Return the full listing exactly as it is written.

-------

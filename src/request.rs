//! Request parsing: path segments, query parameters, and submitted bodies
//! become typed inputs for the dispatch pipeline.
//!
//! The wire protocol reserves two body keys (`__admin_action`,
//! `__admin_redirect`); they are stripped into a typed [`FormControl`]
//! envelope here so control metadata never mixes with domain field values
//! downstream.

use crate::error::AdminError;
use crate::payload::{RecordId, SubmittedForm};
use crate::schema::{IdType, Resource};
use serde::Serialize;
use std::collections::HashMap;
use uuid::Uuid;

/// Reserved body key selecting the action; anything but "delete" saves.
pub const ACTION_KEY: &str = "__admin_action";
/// Reserved body key requesting a redirect response instead of rendered props.
pub const REDIRECT_KEY: &str = "__admin_redirect";
/// Path segment meaning "no identifier" (the create form posts here).
pub const NEW_SEGMENT: &str = "new";

#[derive(Clone, Copy, Debug, PartialEq, Eq)]
pub enum FormAction {
    Save,
    Delete,
}

/// Control metadata extracted from the reserved form keys.
#[derive(Clone, Copy, Debug, PartialEq, Eq)]
pub struct FormControl {
    pub action: FormAction,
    pub redirect: bool,
}

impl FormControl {
    /// Strip the reserved keys out of the form. Must run before formatting
    /// so the field mapping only ever sees domain values.
    pub fn take_from(form: &mut SubmittedForm) -> Self {
        let action = match form.remove(ACTION_KEY).as_ref().and_then(|v| v.as_text()) {
            Some("delete") => FormAction::Delete,
            _ => FormAction::Save,
        };
        let redirect = form
            .remove(REDIRECT_KEY)
            .as_ref()
            .and_then(|v| v.as_text())
            .map(|v| matches!(v, "true" | "1" | "on"))
            .unwrap_or(false);
        FormControl { action, redirect }
    }
}

/// Coerce a path segment into the resource's identifier type. The literal
/// "new" and anything that does not parse yield None; the caller decides
/// whether that means create or a list re-render.
pub fn parse_record_segment(segment: &str, resource: &Resource) -> Option<RecordId> {
    if segment == NEW_SEGMENT {
        return None;
    }
    parse_record_id(segment, resource.id_type())
}

pub fn parse_record_id(raw: &str, id_type: IdType) -> Option<RecordId> {
    match id_type {
        IdType::Int => raw.parse::<i64>().ok().map(RecordId::Int),
        IdType::Uuid => Uuid::parse_str(raw).ok().map(RecordId::Uuid),
        IdType::Text => {
            if raw.is_empty() {
                None
            } else {
                Some(RecordId::Text(raw.to_string()))
            }
        }
    }
}

/// Coerce one entry of a delete-many JSON body into the identifier type.
pub fn record_id_from_json(value: &serde_json::Value, id_type: IdType) -> Option<RecordId> {
    match (value, id_type) {
        (serde_json::Value::Number(n), IdType::Int) => n.as_i64().map(RecordId::Int),
        (serde_json::Value::String(s), _) => parse_record_id(s, id_type),
        _ => None,
    }
}

#[derive(Clone, Copy, Debug, PartialEq, Eq, Serialize)]
#[serde(rename_all = "lowercase")]
pub enum SortDirection {
    Asc,
    Desc,
}

pub const DEFAULT_PAGE_SIZE: u32 = 20;
pub const MAX_PAGE_SIZE: u32 = 100;

/// List view parameters: search, sort, pagination. Malformed numbers fall
/// back to defaults; a sort column is accepted only if it names a field.
#[derive(Clone, Debug, PartialEq)]
pub struct ListQuery {
    pub search: Option<String>,
    pub sort_column: Option<String>,
    pub sort_direction: SortDirection,
    pub page: u32,
    pub items_per_page: u32,
}

impl ListQuery {
    pub fn from_params(params: &HashMap<String, String>, resource: &Resource) -> Self {
        let search = params
            .get("search")
            .map(String::as_str)
            .filter(|s| !s.is_empty())
            .map(str::to_string);
        let sort_column = params
            .get("sortColumn")
            .filter(|c| resource.field(c.as_str()).is_some())
            .cloned();
        let sort_direction = match params.get("sortDirection").map(String::as_str) {
            Some("desc") => SortDirection::Desc,
            _ => SortDirection::Asc,
        };
        let page = params
            .get("page")
            .and_then(|v| v.parse().ok())
            .filter(|&p| p >= 1)
            .unwrap_or(1);
        let items_per_page = params
            .get("itemsPerPage")
            .and_then(|v| v.parse().ok())
            .filter(|&n| n >= 1)
            .unwrap_or(DEFAULT_PAGE_SIZE)
            .min(MAX_PAGE_SIZE);
        ListQuery {
            search,
            sort_column,
            sort_direction,
            page,
            items_per_page,
        }
    }

    pub fn offset(&self) -> u64 {
        u64::from(self.page - 1) * u64::from(self.items_per_page)
    }
}

/// Decode an `application/x-www-form-urlencoded` body. Repeated keys
/// accumulate into multi-value entries.
pub fn form_from_urlencoded(body: &[u8]) -> Result<SubmittedForm, AdminError> {
    let pairs: Vec<(String, String)> = serde_urlencoded::from_bytes(body)
        .map_err(|e| AdminError::BadRequest(format!("malformed form body: {}", e)))?;
    let mut form = SubmittedForm::new();
    for (k, v) in pairs {
        form.push_text(k, v);
    }
    Ok(form)
}

#[cfg(test)]
mod tests {
    use super::*;
    use crate::payload::RawValue;
    use crate::schema::{resolve, AdminOptions, SchemaDescriptor};

    fn post_resource() -> crate::schema::Registry {
        let schema: SchemaDescriptor = serde_json::from_value(serde_json::json!({
            "models": [{
                "name": "Post",
                "fields": [
                    {"name": "id", "kind": "scalar", "type": "int"},
                    {"name": "title", "kind": "scalar", "type": "text", "required": true},
                    {"name": "views", "kind": "scalar", "type": "int"}
                ]
            }]
        }))
        .unwrap();
        resolve(&schema, &AdminOptions::default()).unwrap()
    }

    #[test]
    fn control_keys_are_stripped_into_envelope() {
        let mut form = SubmittedForm::new();
        form.push_text(ACTION_KEY, "delete");
        form.push_text(REDIRECT_KEY, "true");
        form.push_text("title", "Hello");
        let control = FormControl::take_from(&mut form);
        assert_eq!(control.action, FormAction::Delete);
        assert!(control.redirect);
        assert!(!form.contains(ACTION_KEY));
        assert!(!form.contains(REDIRECT_KEY));
        assert_eq!(form.get("title"), Some(&RawValue::Text("Hello".into())));
    }

    #[test]
    fn default_control_is_save_without_redirect() {
        let mut form = SubmittedForm::new();
        let control = FormControl::take_from(&mut form);
        assert_eq!(control.action, FormAction::Save);
        assert!(!control.redirect);
    }

    #[test]
    fn record_segment_coerces_to_identifier_type() {
        let registry = post_resource();
        let post = registry.resource("post").unwrap();
        assert_eq!(parse_record_segment("5", post), Some(RecordId::Int(5)));
        assert_eq!(parse_record_segment("new", post), None);
        assert_eq!(parse_record_segment("abc", post), None);
    }

    #[test]
    fn list_query_falls_back_on_malformed_params() {
        let registry = post_resource();
        let post = registry.resource("post").unwrap();
        let params: HashMap<String, String> = [
            ("page".to_string(), "zero".to_string()),
            ("itemsPerPage".to_string(), "100000".to_string()),
            ("sortColumn".to_string(), "nope".to_string()),
            ("sortDirection".to_string(), "desc".to_string()),
        ]
        .into();
        let q = ListQuery::from_params(&params, post);
        assert_eq!(q.page, 1);
        assert_eq!(q.items_per_page, MAX_PAGE_SIZE);
        assert_eq!(q.sort_column, None);
        assert_eq!(q.sort_direction, SortDirection::Desc);
        assert_eq!(q.offset(), 0);
    }

    #[test]
    fn urlencoded_body_decodes_with_repeats() {
        let form = form_from_urlencoded(b"title=Hello+World&tags=1&tags=2").unwrap();
        assert_eq!(
            form.get("title"),
            Some(&RawValue::Text("Hello World".into()))
        );
        assert_eq!(form.get("tags").unwrap().text_items(), vec!["1", "2"]);
    }
}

-------

Exercise output:
filename src/request.rs
//! Request parsing: path segments, query parameters, and submitted bodies
//! become typed inputs for the dispatch pipeline.
//!
//! The wire protocol reserves two body keys (`__admin_action`,
//! `__admin_redirect`); they are stripped into a typed [`FormControl`]
//! envelope here so control metadata never mixes with domain field values
//! downstream.

use crate::error::AdminError;
use crate::payload::{RecordId, SubmittedForm};
use crate::schema::{IdType, Resource};
use serde::Serialize;
use std::collections::HashMap;
use uuid::Uuid;

/// Reserved body key selecting the action; anything but "delete" saves.
pub const ACTION_KEY: &str = "__admin_action";
/// Reserved body key requesting a redirect response instead of rendered props.
pub const REDIRECT_KEY: &str = "__admin_redirect";
/// Path segment meaning "no identifier" (the create form posts here).
pub const NEW_SEGMENT: &str = "new";

#[derive(Clone, Copy, Debug, PartialEq, Eq)]
pub enum FormAction {
    Save,
    Delete,
}

/// Control metadata extracted from the reserved form keys.
#[derive(Clone, Copy, Debug, PartialEq, Eq)]
pub struct FormControl {
    pub action: FormAction,
    pub redirect: bool,
}

impl FormControl {
    /// Strip the reserved keys out of the form. Must run before formatting
    /// so the field mapping only ever sees domain values.
    pub fn take_from(form: &mut SubmittedForm) -> Self {
        let action = match form.remove(ACTION_KEY).as_ref().and_then(|v| v.as_text()) {
            Some("delete") => FormAction::Delete,
            _ => FormAction::Save,
        };
        let redirect = form
            .remove(REDIRECT_KEY)
            .as_ref()
            .and_then(|v| v.as_text())
            .map(|v| matches!(v, "true" | "1" | "on"))
            .unwrap_or(false);
        FormControl { action, redirect }
    }
}

/// Coerce a path segment into the resource's identifier type. The literal
/// "new" and anything that does not parse yield None; the caller decides
/// whether that means create or a list re-render.
pub fn parse_record_segment(segment: &str, resource: &Resource) -> Option<RecordId> {
    if segment == NEW_SEGMENT {
        return None;
    }
    parse_record_id(segment, resource.id_type())
}

pub fn parse_record_id(raw: &str, id_type: IdType) -> Option<RecordId> {
    match id_type {
        IdType::Int => raw.parse::<i64>().ok().map(RecordId::Int),
        IdType::Uuid => Uuid::parse_str(raw).ok().map(RecordId::Uuid),
        IdType::Text => {
            if raw.is_empty() {
                None
            } else {
                Some(RecordId::Text(raw.to_string()))
            }
        }
    }
}

/// Coerce one entry of a delete-many JSON body into the identifier type.
pub fn record_id_from_json(value: &serde_json::Value, id_type: IdType) -> Option<RecordId> {
    match (value, id_type) {
        (serde_json::Value::Number(n), IdType::Int) => n.as_i64().map(RecordId::Int),
        (serde_json::Value::String(s), _) => parse_record_id(s, id_type),
        _ => None,
    }
}

#[derive(Clone, Copy, Debug, PartialEq, Eq, Serialize)]
#[serde(rename_all = "lowercase")]
pub enum SortDirection {
    Asc,
    Desc,
}

pub const DEFAULT_PAGE_SIZE: u32 = 20;
pub const MAX_PAGE_SIZE: u32 = 100;

/// List view parameters: search, sort, pagination. Malformed numbers fall
/// back to defaults; a sort column is accepted only if it names a field.
#[derive(Clone, Debug, PartialEq)]
pub struct ListQuery {
    pub search: Option<String>,
    pub sort_column: Option<String>,
    pub sort_direction: SortDirection,
    pub page: u32,
    pub items_per_page: u32,
}

impl ListQuery {
    pub fn from_params(params: &HashMap<String, String>, resource: &Resource) -> Self {
        let search = params
            .get("search")
            .map(String::as_str)
            .filter(|s| !s.is_empty())
            .map(str::to_string);
        let sort_column = params
            .get("sortColumn")
            .filter(|c| resource.field(c.as_str()).is_some())
            .cloned();
        let sort_direction = match params.get("sortDirection").map(String::as_str) {
            Some("desc") => SortDirection::Desc,
            _ => SortDirection::Asc,
        };
        let page = params
            .get("page")
            .and_then(|v| v.parse().ok())
            .filter(|&p| p >= 1)
            .unwrap_or(1);
        let items_per_page = params
            .get("itemsPerPage")
            .and_then(|v| v.parse().ok())
            .filter(|&n| n >= 1)
            .unwrap_or(DEFAULT_PAGE_SIZE)
            .min(MAX_PAGE_SIZE);
        ListQuery {
            search,
            sort_column,
            sort_direction,
            page,
            items_per_page,
        }
    }

    pub fn offset(&self) -> u64 {
        u64::from(self.page - 1) * u64::from(self.items_per_page)
    }
}

/// Decode an `application/x-www-form-urlencoded` body. Repeated keys
/// accumulate into multi-value entries.
pub fn form_from_urlencoded(body: &[u8]) -> Result<SubmittedForm, AdminError> {
    let pairs: Vec<(String, String)> = serde_urlencoded::from_bytes(body)
        .map_err(|e| AdminError::BadRequest(format!("malformed form body: {}", e)))?;
    let mut form = SubmittedForm::new();
    for (k, v) in pairs {
        form.push_text(k, v);
    }
    Ok(form)
}

#[cfg(test)]
mod tests {
    use super::*;
    use crate::payload::RawValue;
    use crate::schema::{resolve, AdminOptions, SchemaDescriptor};

    fn post_resource() -> crate::schema::Registry {
        let schema: SchemaDescriptor = serde_json::from_value(serde_json::json!({
            "models": [{
                "name": "Post",
                "fields": [
                    {"name": "id", "kind": "scalar", "type": "int"},
                    {"name": "title", "kind": "scalar", "type": "text", "required": true},
                    {"name": "views", "kind": "scalar", "type": "int"}
                ]
            }]
        }))
        .unwrap();
        resolve(&schema, &AdminOptions::default()).unwrap()
    }

    #[test]
    fn control_keys_are_stripped_into_envelope() {
        let mut form = SubmittedForm::new();
        form.push_text(ACTION_KEY, "delete");
        form.push_text(REDIRECT_KEY, "true");
        form.push_text("title", "Hello");
        let control = FormControl::take_from(&mut form);
        assert_eq!(control.action, FormAction::Delete);
        assert!(control.redirect);
        assert!(!form.contains(ACTION_KEY));
        assert!(!form.contains(REDIRECT_KEY));
        assert_eq!(form.get("title"), Some(&RawValue::Text("Hello".into())));
    }

    #[test]
    fn default_control_is_save_without_redirect() {
        let mut form = SubmittedForm::new();
        let control = FormControl::take_from(&mut form);
        assert_eq!(control.action, FormAction::Save);
        assert!(!control.redirect);
    }

    #[test]
    fn record_segment_coerces_to_identifier_type() {
        let registry = post_resource();
        let post = registry.resource("post").unwrap();
        assert_eq!(parse_record_segment("5", post), Some(RecordId::Int(5)));
        assert_eq!(parse_record_segment("new", post), None);
        assert_eq!(parse_record_segment("abc", post), None);
    }

    #[test]
    fn list_query_falls_back_on_malformed_params() {
        let registry = post_resource();
        let post = registry.resource("post").unwrap();
        let params: HashMap<String, String> = [
            ("page".to_string(), "zero".to_string()),
            ("itemsPerPage".to_string(), "100000".to_string()),
            ("sortColumn".to_string(), "nope".to_string()),
            ("sortDirection".to_string(), "desc".to_string()),
        ]
        .into();
        let q = ListQuery::from_params(&params, post);
        assert_eq!(q.page, 1);
        assert_eq!(q.items_per_page, MAX_PAGE_SIZE);
        assert_eq!(q.sort_column, None);
        assert_eq!(q.sort_direction, SortDirection::Desc);
        assert_eq!(q.offset(), 0);
    }

    #[test]
    fn urlencoded_body_decodes_with_repeats() {
        let form = form_from_urlencoded(b"title=Hello+World&tags=1&tags=2").unwrap();
        assert_eq!(
            form.get("title"),
            Some(&RawValue::Text("Hello World".into()))
        );
        assert_eq!(form.get("tags").unwrap().text_items(), vec!["1", "2"]);
    }
}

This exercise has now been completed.